Marsy's Law is working as intended, protecting victims' and the public interest

Restricting disclosure of victims' names has long been common practice in Florida — and elsewhere in the country — for crimes involving sexual assaults or juveniles. Marsy's Law will now extend this practice to other crimes.
Published Jan. 30, 2019

Last November, a strong majority of Florida voters added Marsy's Law into the state Constitution to provide crime victims meaningful rights throughout the criminal justice process. The voters recognized that, all too often, crime victims are harmed not just by the hands of a perpetrator, but also by a justice system that failed to consider their interests. Since the enactment of Marsy's Law, law enforcement agencies across Florida, including the Tampa Police Department, are reexamining their policies to ensure that victims' interests are appropriately considered.

Among the changes that Tampa and other police departments are making is restricting the automatic disclosure of sensitive information about victims. In order to secure victims' right to "prevent the disclosure of information or records that could be used to locate or harass" them, information such as victims' names now will no longer be automatically disclosed in public reports of crimes.

Restricting disclosure of victims' names has long been common practice in Florida — and elsewhere in the country — for crimes involving sexual assaults or juveniles. Marsy's Law will now extend this practice to other crimes.

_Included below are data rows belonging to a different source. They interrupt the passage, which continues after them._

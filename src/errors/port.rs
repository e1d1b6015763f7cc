// Copyright (c) 2025 Steve Wagner (ciroque@live.com)
// SPDX-License-Identifier: MIT

//! Errors raised by adapters and propagated unchanged by services.

use thiserror::Error;

/// Error type shared by every port.
///
/// `NotFound` is kept distinct from `Io` so callers can treat a missing
/// key as a recoverable condition.
#[derive(Error, Debug)]
pub enum PortError {
    /// The requested key, object, subject or schema does not exist.
    #[error("Not found: {key}")]
    NotFound { key: String },

    /// A cached entry exists but is older than the requested TTL.
    #[error("Cache entry '{key}' expired")]
    Expired { key: String },

    /// A key or prefix would escape the adapter's root.
    #[error("Invalid path: {0}")]
    InvalidPath(String),

    /// The caller supplied something the adapter cannot store.
    #[error("Invalid input: {0}")]
    Invalid(String),

    /// A persisted record could not be encoded or decoded.
    #[error("Serialization error: {0}")]
    Serialization(String),

    #[error("I/O error: {0}")]
    Io(#[from] std::io::Error),
}

impl PortError {
    pub fn not_found(key: impl Into<String>) -> Self {
        PortError::NotFound { key: key.into() }
    }

    pub fn is_not_found(&self) -> bool {
        matches!(self, PortError::NotFound { .. })
    }
}

impl From<serde_json::Error> for PortError {
    fn from(err: serde_json::Error) -> Self {
        PortError::Serialization(err.to_string())
    }
}
// Copyright (c) 2025 Steve Wagner (ciroque@live.com)
// SPDX-License-Identifier: MIT

use async_trait::async_trait;
use std::collections::HashMap;
use tokio::sync::{broadcast, RwLock};

use super::topic_matches;
use crate::errors::PortError;
use crate::traits::BusPort;

/// In-process bus, one broadcast channel per subscribed topic pattern.
pub struct MemoryBusAdapter {
    capacity: usize,
    topics: RwLock<HashMap<String, broadcast::Sender<Vec<u8>>>>,
}

impl MemoryBusAdapter {
    pub fn new(capacity: usize) -> Result<Self, PortError> {
        if capacity == 0 {
            return Err(PortError::Invalid("bus capacity must be positive".to_string()));
        }
        Ok(Self {
            capacity,
            topics: RwLock::new(HashMap::new()),
        })
    }
}

#[async_trait]
impl BusPort for MemoryBusAdapter {
    async fn publish(&self, topic: &str, payload: Vec<u8>) -> Result<usize, PortError> {
        let topics = self.topics.read().await;
        let delivered = topics
            .iter()
            .filter(|(pattern, _)| topic_matches(pattern, topic))
            // send fails only when nobody is subscribed
            .map(|(_, sender)| sender.send(payload.clone()).unwrap_or(0))
            .sum();
        Ok(delivered)
    }

    async fn subscribe(&self, topic: &str) -> Result<broadcast::Receiver<Vec<u8>>, PortError> {
        let mut topics = self.topics.write().await;
        let sender = topics
            .entry(topic.to_string())
            .or_insert_with(|| broadcast::channel(self.capacity).0);
        Ok(sender.subscribe())
    }
}

#[cfg(test)]
mod tests {
    use super::*;

    #[tokio::test]
    async fn test_publish_reaches_topic_subscribers_only() {
        let bus = MemoryBusAdapter::new(16).unwrap();
        let mut events = bus.subscribe("events").await.unwrap();
        let mut other = bus.subscribe("other").await.unwrap();

        assert_eq!(bus.publish("events", b"hello".to_vec()).await.unwrap(), 1);

        assert_eq!(events.recv().await.unwrap(), b"hello".to_vec());
        assert!(matches!(
            other.try_recv(),
            Err(broadcast::error::TryRecvError::Empty)
        ));
    }

    #[tokio::test]
    async fn test_wildcard_subscription_receives_matching_topics() {
        let bus = MemoryBusAdapter::new(16).unwrap();
        let mut any_event = bus.subscribe("ts.*.s.alice").await.unwrap();
        let mut exact = bus.subscribe("ts.insert.s.alice").await.unwrap();

        assert_eq!(bus.publish("ts.insert.s.alice", b"1".to_vec()).await.unwrap(), 2);
        assert_eq!(bus.publish("ts.delete.s.alice", b"2".to_vec()).await.unwrap(), 1);
        assert_eq!(bus.publish("ts.delete.s.bob", b"3".to_vec()).await.unwrap(), 0);

        assert_eq!(any_event.recv().await.unwrap(), b"1".to_vec());
        assert_eq!(any_event.recv().await.unwrap(), b"2".to_vec());
        assert_eq!(exact.recv().await.unwrap(), b"1".to_vec());
        assert!(exact.try_recv().is_err());
    }

    #[tokio::test]
    async fn test_publish_without_subscribers() {
        let bus = MemoryBusAdapter::new(4).unwrap();
        assert_eq!(bus.publish("nobody", vec![1]).await.unwrap(), 0);
        assert!(MemoryBusAdapter::new(0).is_err());
    }
}
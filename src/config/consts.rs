// Copyright (c) 2025 Steve Wagner (ciroque@live.com)
// SPDX-License-Identifier: MIT

/// Configuration file used when no environment-specific file exists.
pub const DEFAULT_CONFIG_FILE: &str = "config.yaml";
/// Variable selecting `config.<ENV>.yaml`.
pub const ENV_VAR: &str = "ENV";
pub const DEFAULT_DOTENV_PATH: &str = ".env";

pub const DEFAULT_WORKSPACE_NAME: &str = "default";

/// Leading prefix segment reserved for the local on-disk layout.
pub const RESERVED_STORAGE_PREFIX: &str = "storage/datastore";
pub const DEFAULT_OBJECT_STORAGE_PATH: &str = "storage/datastore";
pub const DEFAULT_TRIPLE_STORE_PATH: &str = "storage/triplestore";
pub const DEFAULT_TRIPLES_PATH: &str = "triples";
pub const DEFAULT_CACHE_PATH: &str = "storage/cache";
pub const DEFAULT_BUS_CAPACITY: usize = 1024;
// Copyright (c) 2025 Steve Wagner (ciroque@live.com)
// SPDX-License-Identifier: MIT

use std::sync::Arc;

use crate::config::GlobalConfig;
use crate::errors::EngineError;
use crate::services::{
    BusService, CacheService, KeyValueService, ObjectStorageService, SecretService, Service,
    ServiceKind, ServiceRegistry, TripleStoreService, VectorStoreService,
};

/// Everything a module receives at construction.
pub struct ModuleContext<C> {
    pub name: String,
    /// The module's validated configuration block.
    pub configuration: C,
    pub global: GlobalConfig,
    pub services: ModuleServices,
}

/// The engine's services, restricted to the kinds a module declared.
///
/// Asking for an undeclared kind fails with
/// [`EngineError::ServiceNotDeclared`] even if the engine has built it for
/// another module.
#[derive(Clone)]
pub struct ModuleServices {
    module: String,
    declared: Vec<ServiceKind>,
    services: ServiceRegistry,
}

impl ModuleServices {
    pub fn new(module: impl Into<String>, declared: &[ServiceKind], engine: &ServiceRegistry) -> Self {
        let mut services = ServiceRegistry::new();
        for kind in declared {
            if let Some(service) = engine.get(*kind) {
                services.insert(service);
            }
        }
        Self {
            module: module.into(),
            declared: declared.to_vec(),
            services,
        }
    }

    pub fn declared(&self) -> &[ServiceKind] {
        &self.declared
    }

    /// Whether every declared kind has an instance.
    pub fn is_wired(&self) -> bool {
        self.declared.iter().all(|kind| self.services.contains(*kind))
    }

    pub fn get(&self, kind: ServiceKind) -> Result<Service, EngineError> {
        self.services.get(kind).ok_or_else(|| self.not_declared(kind))
    }

    pub fn secret(&self) -> Result<Arc<SecretService>, EngineError> {
        self.typed(ServiceKind::Secret, self.services.secret())
    }

    pub fn object_storage(&self) -> Result<Arc<ObjectStorageService>, EngineError> {
        self.typed(ServiceKind::ObjectStorage, self.services.object_storage())
    }

    pub fn triple_store(&self) -> Result<Arc<TripleStoreService>, EngineError> {
        self.typed(ServiceKind::TripleStore, self.services.triple_store())
    }

    pub fn vector_store(&self) -> Result<Arc<VectorStoreService>, EngineError> {
        self.typed(ServiceKind::VectorStore, self.services.vector_store())
    }

    pub fn key_value(&self) -> Result<Arc<KeyValueService>, EngineError> {
        self.typed(ServiceKind::KeyValue, self.services.key_value())
    }

    pub fn cache(&self) -> Result<Arc<CacheService>, EngineError> {
        self.typed(ServiceKind::Cache, self.services.cache())
    }

    pub fn bus(&self) -> Result<Arc<BusService>, EngineError> {
        self.typed(ServiceKind::Bus, self.services.bus())
    }

    fn typed<T>(&self, kind: ServiceKind, slot: Option<&Arc<T>>) -> Result<Arc<T>, EngineError> {
        slot.cloned().ok_or_else(|| self.not_declared(kind))
    }

    fn not_declared(&self, kind: ServiceKind) -> EngineError {
        EngineError::ServiceNotDeclared {
            module: self.module.clone(),
            kind,
        }
    }
}
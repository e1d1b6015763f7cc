// Copyright (c) 2025 Steve Wagner (ciroque@live.com)
// SPDX-License-Identifier: MIT

//! Observability module for structured logging and tracing.
//!
//! Operational events are message structs rather than inline strings, so
//! that each event has one definition of its text, its level and its
//! structured fields:
//!
//! * `messages::config` - configuration discovery and loading
//! * `messages::engine` - services, module lifecycle, ontology loading
//! * `messages::validation` - module dependency graph errors
//!
//! The library only emits events. Installing a subscriber is left to the
//! binary (or to any embedding application).
//!
//! # Usage
//!
//! ```rust
//! use the_loom::observability::messages::engine::ModuleUnloaded;
//! use the_loom::observability::messages::StructuredLog;
//!
//! let msg = ModuleUnloaded { module: "acme.crm" };
//! let _guard = msg.span("teardown").entered();
//! msg.log();
//! ```

pub mod messages;
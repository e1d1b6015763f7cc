// Copyright (c) 2025 Steve Wagner (ciroque@live.com)
// SPDX-License-Identifier: MIT

//! Structural validation of the module dependency graph.
//!
//! The checks run in a fixed order:
//!
//! 1. **Uniqueness**: every module name is defined once
//! 2. **References**: every dependency names a module in the graph
//! 3. **Cycles**: DFS with a recursion stack, reporting the cycle path
//!
//! Cycle detection only runs on a graph whose references all resolve.
//!
//! # Example
//!
//! ```rust
//! use the_loom::config::{validate_dependency_graph, DependencyGraph};
//! use the_loom::errors::ValidationError;
//!
//! let mut graph = DependencyGraph::new();
//! graph.add_module("acme.crm", vec!["acme.auth".to_string()]);
//! graph.add_module("acme.auth", vec!["acme.crm".to_string()]);
//!
//! let errors = validate_dependency_graph(&graph).unwrap_err();
//! assert!(matches!(errors[0], ValidationError::CyclicDependency { .. }));
//! ```

use std::collections::HashSet;

use crate::config::DependencyGraph;
use crate::errors::ValidationError;

/// Validates `graph`, accumulating every error found.
pub fn validate_dependency_graph(graph: &DependencyGraph) -> Result<(), Vec<ValidationError>> {
    let mut errors: Vec<ValidationError> = graph
        .duplicates()
        .iter()
        .map(|module| ValidationError::DuplicateModule {
            module: module.clone(),
        })
        .collect();

    if let Err(unresolved) = validate_dependency_references(graph) {
        errors.extend(unresolved);
    }

    if errors.is_empty() {
        if let Err(cycle) = validate_acyclic_graph(graph) {
            errors.extend(cycle);
        }
    }

    if errors.is_empty() {
        Ok(())
    } else {
        Err(errors)
    }
}

fn validate_dependency_references(graph: &DependencyGraph) -> Result<(), Vec<ValidationError>> {
    let known: HashSet<&str> = graph.names().collect();
    let mut errors = Vec::new();

    for (module, dependencies) in graph.edges() {
        for dependency in dependencies {
            if !known.contains(dependency.as_str()) {
                errors.push(ValidationError::UnresolvedDependency {
                    module: module.to_string(),
                    missing_dependency: dependency.clone(),
                });
            }
        }
    }

    if errors.is_empty() {
        Ok(())
    } else {
        Err(errors)
    }
}

/// Three-colour DFS. Nodes are visited in discovery order so the reported
/// cycle is stable. The cycle reads in dependency direction:
/// `a -> b -> a` means `a` depends on `b` and `b` depends on `a`.
fn validate_acyclic_graph(graph: &DependencyGraph) -> Result<(), Vec<ValidationError>> {
    let mut visited = HashSet::new();
    let mut rec_stack = HashSet::new();
    let mut path = Vec::new();

    for module in graph.names() {
        if !visited.contains(module) {
            if let Some(cycle) =
                dfs_cycle_detection(module, graph, &mut visited, &mut rec_stack, &mut path)
            {
                return Err(vec![ValidationError::CyclicDependency { cycle }]);
            }
        }
    }
    Ok(())
}

fn dfs_cycle_detection<'a>(
    node: &'a str,
    graph: &'a DependencyGraph,
    visited: &mut HashSet<&'a str>,
    rec_stack: &mut HashSet<&'a str>,
    path: &mut Vec<&'a str>,
) -> Option<Vec<String>> {
    visited.insert(node);
    rec_stack.insert(node);
    path.push(node);

    for dependency in graph.dependencies(node).unwrap_or_default() {
        let dependency = dependency.as_str();
        if !visited.contains(dependency) {
            if let Some(cycle) = dfs_cycle_detection(dependency, graph, visited, rec_stack, path) {
                return Some(cycle);
            }
        } else if rec_stack.contains(dependency) {
            let start = path.iter().position(|n| *n == dependency).unwrap_or(0);
            let mut cycle: Vec<String> = path[start..].iter().map(|n| n.to_string()).collect();
            cycle.push(dependency.to_string());
            return Some(cycle);
        }
    }

    rec_stack.remove(node);
    path.pop();
    None
}

#[cfg(test)]
mod tests {
    use super::*;

    fn graph(nodes: &[(&str, Vec<&str>)]) -> DependencyGraph {
        let mut graph = DependencyGraph::new();
        for (name, deps) in nodes {
            graph.add_module(*name, deps.iter().map(|d| d.to_string()).collect());
        }
        graph
    }

    #[test]
    fn test_valid_empty_graph() {
        assert!(validate_dependency_graph(&DependencyGraph::new()).is_ok());
    }

    #[test]
    fn test_valid_linear_chain() {
        let g = graph(&[("a", vec![]), ("b", vec!["a"]), ("c", vec!["b"])]);
        assert!(validate_dependency_graph(&g).is_ok());
    }

    #[test]
    fn test_valid_diamond_dependency() {
        let g = graph(&[
            ("a", vec![]),
            ("b", vec!["a"]),
            ("c", vec!["a"]),
            ("d", vec!["b", "c"]),
        ]);
        assert!(validate_dependency_graph(&g).is_ok());
    }

    #[test]
    fn test_duplicate_module() {
        let mut g = graph(&[("a", vec![])]);
        g.add_module("a", vec![]);

        let errors = validate_dependency_graph(&g).unwrap_err();
        assert_eq!(
            errors,
            vec![ValidationError::DuplicateModule {
                module: "a".to_string()
            }]
        );
    }

    #[test]
    fn test_unresolved_dependency() {
        let g = graph(&[("a", vec![]), ("b", vec!["nonexistent"])]);

        let errors = validate_dependency_graph(&g).unwrap_err();
        assert_eq!(
            errors,
            vec![ValidationError::UnresolvedDependency {
                module: "b".to_string(),
                missing_dependency: "nonexistent".to_string(),
            }]
        );
        assert_eq!(
            errors[0].to_string(),
            "Module 'b' depends on 'nonexistent' which does not exist"
        );
    }

    #[test]
    fn test_simple_cycle_path() {
        let g = graph(&[("a", vec!["b"]), ("b", vec!["a"])]);

        let errors = validate_dependency_graph(&g).unwrap_err();
        assert_eq!(
            errors,
            vec![ValidationError::CyclicDependency {
                cycle: vec!["a".to_string(), "b".to_string(), "a".to_string()]
            }]
        );
        assert_eq!(errors[0].to_string(), "Cyclic dependency detected: a -> b -> a");
    }

    #[test]
    fn test_self_dependency_cycle() {
        let g = graph(&[("a", vec!["a"])]);
        let errors = validate_dependency_graph(&g).unwrap_err();
        assert!(matches!(
            &errors[0],
            ValidationError::CyclicDependency { cycle } if cycle == &vec!["a".to_string(), "a".to_string()]
        ));
    }

    #[test]
    fn test_complex_cycle_excludes_entry_node() {
        let g = graph(&[
            ("a", vec!["b"]),
            ("b", vec!["c"]),
            ("c", vec!["d"]),
            ("d", vec!["b"]),
        ]);

        match &validate_dependency_graph(&g).unwrap_err()[0] {
            ValidationError::CyclicDependency { cycle } => {
                assert_eq!(cycle, &vec!["b", "c", "d", "b"]);
            }
            other => panic!("unexpected error: {}", other),
        }
    }

    #[test]
    fn test_long_chain_does_not_overflow() {
        let names: Vec<String> = (0..2_000).map(|i| format!("m{}", i)).collect();
        let mut g = DependencyGraph::new();
        for (i, name) in names.iter().enumerate() {
            let deps = names.get(i + 1).cloned().into_iter().collect();
            g.add_module(name.clone(), deps);
        }
        assert!(validate_dependency_graph(&g).is_ok());
    }

    #[test]
    fn test_multiple_errors() {
        let mut g = graph(&[("a", vec!["nonexistent"]), ("b", vec!["missing"])]);
        g.add_module("a", vec![]);

        let errors = validate_dependency_graph(&g).unwrap_err();
        assert_eq!(errors.len(), 3);
    }
}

A good example of how the new approach will work comes from the tragic events in Sebring, where five women were killed a week ago when a gunman entered a bank. The names of three of the victims were quickly released by police after the families agreed to share those names publicly. Another family announced the name of their lost loved one at a press conference on their own terms and at a time of their choosing. One grieving family decided not to immediately disclose the name.

The precise name of a crime victim is not necessary to informing the public about the horrific events that took place at the bank. Nonetheless, a recent Tampa Bay Times editorial ("Secrecy Makes Floridians Less Safe," Jan. 27) wondered about whether the new law would forbid police from disclosing the fact that a rash of home burglaries or auto thefts has occurred in a particular neighborhood. Nothing in Marsy's Law for Florida forbids police from disclosing the neighborhood in which crimes are occurring. Instead, Marsy's Law only bars release (without the victims' permission) of information that can be used to identify or locate someone.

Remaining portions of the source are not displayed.